一方、自動ABRやOAEによって正常な反応が確認された場合、それは赤ちゃんの脳へ音の刺激が届いているということであり、基本的には「問題なし」として判断されます。
一般的に、新生児聴覚検査は赤ちゃんが眠っている間に行わなければならない検査であるため、生後すぐの、まだ母子が入院中に実施することが効率的とされています。なお、入院中に検査を実施できなかった場合、退院後1ヶ月健診までに、新生児聴覚検査を受けることが望ましいとされています。
また、もしも赤ちゃんの聴力に問題があった場合、その後の支援・療育は生後6ヶ月までに開始されることが良い対応です。そのため、万が一に精密検査を行わなければならない可能性やスケジュールも考慮すると、できる限り早い段階で新生児聴覚検査を受けることが大切です。
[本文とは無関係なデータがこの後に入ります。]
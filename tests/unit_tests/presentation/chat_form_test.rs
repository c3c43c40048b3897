use std::collections::HashMap;

use docchat::domain::BackendKind;
use docchat::presentation::handlers::{ChatFormError, parse_chat_fields};

use crate::common::file_field;

fn fields(pairs: &[(&str, String)]) -> HashMap<String, String> {
    pairs
        .iter()
        .map(|(k, v)| (k.to_string(), v.clone()))
        .collect()
}

#[test]
fn given_declared_files_when_parsing_then_reads_them_in_index_order() {
    let request = parse_chat_fields(
        fields(&[
            ("message", "compare".to_string()),
            ("fileCount", "2".to_string()),
            ("file_1", file_field("second.txt", "text/plain", "b")),
            ("file_0", file_field("first.txt", "text/plain", "a")),
        ]),
        BackendKind::Local,
    )
    .unwrap();

    assert_eq!(request.message.as_deref(), Some("compare"));
    assert_eq!(request.files.len(), 2);
    assert_eq!(request.files[0].name, "first.txt");
    assert_eq!(request.files[1].name, "second.txt");
}

#[test]
fn given_missing_file_field_when_parsing_then_skips_it() {
    let request = parse_chat_fields(
        fields(&[
            ("fileCount", "3".to_string()),
            ("file_0", file_field("a.txt", "text/plain", "a")),
            ("file_2", file_field("c.txt", "text/plain", "c")),
        ]),
        BackendKind::Cloud,
    )
    .unwrap();

    let names: Vec<&str> = request.files.iter().map(|f| f.name.as_str()).collect();
    assert_eq!(names, ["a.txt", "c.txt"]);
}

#[test]
fn given_unparsable_file_count_when_parsing_then_ignores_files() {
    let request = parse_chat_fields(
        fields(&[
            ("fileCount", "two".to_string()),
            ("file_0", file_field("a.txt", "text/plain", "a")),
        ]),
        BackendKind::Local,
    )
    .unwrap();

    assert!(request.files.is_empty());
}

#[test]
fn given_undeclared_extra_file_when_parsing_then_ignores_it() {
    let request = parse_chat_fields(
        fields(&[
            ("fileCount", "1".to_string()),
            ("file_0", file_field("a.txt", "text/plain", "a")),
            ("file_1", file_field("b.txt", "text/plain", "b")),
        ]),
        BackendKind::Local,
    )
    .unwrap();

    assert_eq!(request.files.len(), 1);
}

#[test]
fn given_malformed_descriptor_when_parsing_then_reports_its_index() {
    let result = parse_chat_fields(
        fields(&[
            ("fileCount", "2".to_string()),
            ("file_0", file_field("a.txt", "text/plain", "a")),
            ("file_1", "[1, 2".to_string()),
        ]),
        BackendKind::Local,
    );

    assert!(matches!(
        result,
        Err(ChatFormError::InvalidFilePayload { index: 1, .. })
    ));
}

#[test]
fn given_model_field_when_parsing_then_only_local_keeps_it() {
    let form = fields(&[
        ("message", "hi".to_string()),
        ("model", "phi3".to_string()),
    ]);

    let local = parse_chat_fields(form.clone(), BackendKind::Local).unwrap();
    let cloud = parse_chat_fields(form, BackendKind::Cloud).unwrap();

    assert_eq!(local.model.as_deref(), Some("phi3"));
    assert_eq!(cloud.model, None);
}

#[test]
fn given_huge_file_count_when_parsing_then_reads_only_present_fields() {
    let request = parse_chat_fields(
        fields(&[
            ("message", "hi".to_string()),
            ("fileCount", usize::MAX.to_string()),
            ("file_0", file_field("a.txt", "text/plain", "a")),
        ]),
        BackendKind::Local,
    )
    .unwrap();

    assert_eq!(request.files.len(), 1);
    assert_eq!(request.files[0].name, "a.txt");
}

#[test]
fn given_large_file_count_without_files_when_parsing_then_returns_no_files() {
    let request = parse_chat_fields(
        fields(&[
            ("message", "hi".to_string()),
            ("fileCount", "100000000000".to_string()),
        ]),
        BackendKind::Cloud,
    )
    .unwrap();

    assert!(request.files.is_empty());
    assert_eq!(request.message.as_deref(), Some("hi"));
}

#[test]
fn given_sparse_high_index_when_parsing_then_still_reads_it() {
    let request = parse_chat_fields(
        fields(&[
            ("fileCount", "6".to_string()),
            ("file_5", file_field("last.txt", "text/plain", "z")),
            ("file_05", file_field("padded.txt", "text/plain", "p")),
        ]),
        BackendKind::Local,
    )
    .unwrap();

    let names: Vec<&str> = request.files.iter().map(|f| f.name.as_str()).collect();
    assert_eq!(names, ["last.txt"]);
}
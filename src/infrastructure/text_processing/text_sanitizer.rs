use regex::Regex;
use std::sync::LazyLock;
use unicode_normalization::UnicodeNormalization;

static HYPHEN_NEWLINE: LazyLock<Regex> = LazyLock::new(|| {
    Regex::new(r"(?P<prefix>\w)-[ \t]*\r?\n[ \t]*(?P<suffix>\w)").expect("valid regex")
});

const BYTE_ORDER_MARK: char = '\u{FEFF}';
const SOFT_HYPHEN: char = '\u{00AD}';

/// Cleans text pulled out of a layout format such as PDF: ligatures are
/// decomposed, words split across lines are rejoined, runs of blank lines
/// become one paragraph break and internal whitespace collapses to a space.
pub fn sanitize_extracted_text(raw: &str) -> String {
    let normalized: String = raw
        .nfkc()
        .filter(|c| *c != SOFT_HYPHEN && (!c.is_control() || *c == '\n' || *c == '\t'))
        .collect();
    let de_hyphenated = HYPHEN_NEWLINE.replace_all(&normalized, "$prefix$suffix");

    let mut result = String::with_capacity(de_hyphenated.len());
    let mut prev_was_blank = false;
    let mut first_content = true;

    for line in de_hyphenated.lines() {
        let trimmed = line.trim();

        if trimmed.is_empty() {
            prev_was_blank = true;
            continue;
        }

        if !first_content {
            result.push_str(if prev_was_blank { "\n\n" } else { "\n" });
        }
        collapse_internal_whitespace(trimmed, &mut result);
        prev_was_blank = false;
        first_content = false;
    }

    result
}

/// Light cleanup for plain text uploads. Content is kept as written apart from
/// a leading byte-order mark, NUL bytes, line-ending style and outer whitespace.
pub fn normalize_plain_text(raw: &str) -> String {
    let without_bom = raw.strip_prefix(BYTE_ORDER_MARK).unwrap_or(raw);
    without_bom
        .replace("\r\n", "\n")
        .replace('\r', "\n")
        .replace('\0', "")
        .trim()
        .to_string()
}

fn collapse_internal_whitespace(line: &str, out: &mut String) {
    let mut prev_was_space = false;

    for ch in line.chars() {
        if ch.is_whitespace() {
            if !prev_was_space {
                out.push(' ');
                prev_was_space = true;
            }
        } else {
            out.push(ch);
            prev_was_space = false;
        }
    }
}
横浜市では、市内に住民票のある人が、2018年7月1日以降に出生した新生児か、もしくは市内に住民票のある生後60日以内の乳児が、生後60日までに受けた検査が助成対象となっています。
費用の助成を受ける手順としては、母子手帳の交付時にもらえる補助券を、検査を受ける市内の指定医療機関に提出することで、検査費用から助成額が差し引かれる仕組みになっています。
新生児聴覚検査で要再検となっても、必ずしも難聴であるとは限りません。また、難聴にも様々な程度があります。ただし、もしも聴力に異常があった場合、生後6ヶ月までに早期支援(療育)を開始することが必要なため、新生児聴覚検査で要再検となった際は、医師による精密検査を速やかに受けることが必要です。
新生児聴覚検査で異常が発見された後、早期療育を受けた児童が健聴児と変わらないレベルの言語力を獲得したというケースも報告されています。大切なことは、早期発見・早期療育開始であることを覚えておいてください。